**Instructions to follow**: Only the lines that hold "label" should be in the answer, each copied from the data below.

**Record set**:
Start of Block

//! Admin overview page data

use serde::{Deserialize, Serialize};

use super::{KpiCard, PercentMetric};
use crate::enums::BadgeTone;
use crate::shared::format::{format_money_whole, format_percent, format_thousands};

#[derive(Debug, Clone, PartialEq, Serialize, Deserialize)]
pub struct DashboardStats {
    pub total_revenue: i64,
    pub total_orders: i64,
    pub active_users: i64,
    pub success_rate: f64,
    pub ai_processing_jobs: i64,
    pub supplier_network: i64,
}

#[derive(Debug, Clone, Copy, PartialEq, Eq, Serialize, Deserialize)]
pub enum HealthState {
    Operational,
    Degraded,
}

impl HealthState {
    pub fn display_name(&self) -> &'static str {
        match self {
            HealthState::Operational => "Operational",
            HealthState::Degraded => "Degraded",
        }
    }

    pub fn tone(&self) -> BadgeTone {
        match self {
            HealthState::Operational => BadgeTone::Success,
            HealthState::Degraded => BadgeTone::Warning,
        }
    }
}

#[derive(Debug, Clone, PartialEq, Serialize, Deserialize)]
pub struct SystemComponent {
    pub name: String,
    pub state: HealthState,
}

pub fn dashboard_stats() -> DashboardStats {
    DashboardStats {
        total_revenue: 1_250_000,
        total_orders: 3420,
        active_users: 890,
        success_rate: 94.2,
        ai_processing_jobs: 127,
        supplier_network: 1500,
    }
}

impl DashboardStats {
    pub fn cards(&self) -> Vec<KpiCard> {
        vec![
            KpiCard::new(
                "Total Revenue",
                format_money_whole(self.total_revenue),
                "+12.5% from last month",
                "dollar-sign",
                BadgeTone::Success,
            ),
            KpiCard::new(
                "Total Orders",
                format_thousands(self.total_orders),
                "+8.2% from last month",
                "shopping-cart",
                BadgeTone::Primary,
            ),
            KpiCard::new(
                "Active Users",
                self.active_users.to_string(),
                "+15.3% from last month",
                "users",
                BadgeTone::Info,
            ),
            KpiCard::new(
                "AI Success Rate",
                format_percent(self.success_rate),
                "+2.1% from last month",
                "bot",
                BadgeTone::Success,
            ),
            KpiCard::new(
                "AI Processing",
                self.ai_processing_jobs.to_string(),
                "Currently active",
                "package",
                BadgeTone::Warning,
            ),
            KpiCard::new(
                "Supplier Network",
                self.supplier_network.to_string(),
                "Verified suppliers",
                "globe",
                BadgeTone::Muted,
            ),
        ]
    }
}

pub fn ai_metrics() -> Vec<PercentMetric> {
    [
        ("Sourcing Success Rate", 94.2),
        ("Average Processing Time", 85.0),
        ("Customer Satisfaction", 96.8),
        ("Cost Optimization", 78.5),
    ]
    .into_iter()
    .map(|(label, value)| PercentMetric {
        label: label.to_string(),
        value,
        trend: None,
    })
    .collect()
}

pub fn system_health() -> Vec<SystemComponent> {
    [
        ("AI Processing Engine", HealthState::Operational),
        ("Payment Gateway", HealthState::Operational),
        ("Supplier API", HealthState::Degraded),
        ("Tracking System", HealthState::Operational),
    ]
    .into_iter()
    .map(|(name, state)| SystemComponent {
        name: name.to_string(),
        state,
    })
    .collect()
}

#[cfg(test)]
mod tests {
    use super::*;

    #[test]
    fn test_stat_cards_formatting() {
        let cards = dashboard_stats().cards();
        assert_eq!(cards.len(), 6);
        assert_eq!(cards[0].value, "$1,250,000");
        assert_eq!(cards[1].value, "3,420");
        assert_eq!(cards[2].value, "890");
        assert_eq!(cards[3].value, "94.2%");
    }

    #[test]
    fn test_only_supplier_api_is_degraded() {
        let degraded: Vec<_> = system_health()
            .into_iter()
            .filter(|c| c.state == HealthState::Degraded)
            .map(|c| c.name)
            .collect();
        assert_eq!(degraded, vec!["Supplier API".to_string()]);
    }
}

End of Block

**Solution**:
    .map(|(label, value)| PercentMetric {
        label: label.to_string(),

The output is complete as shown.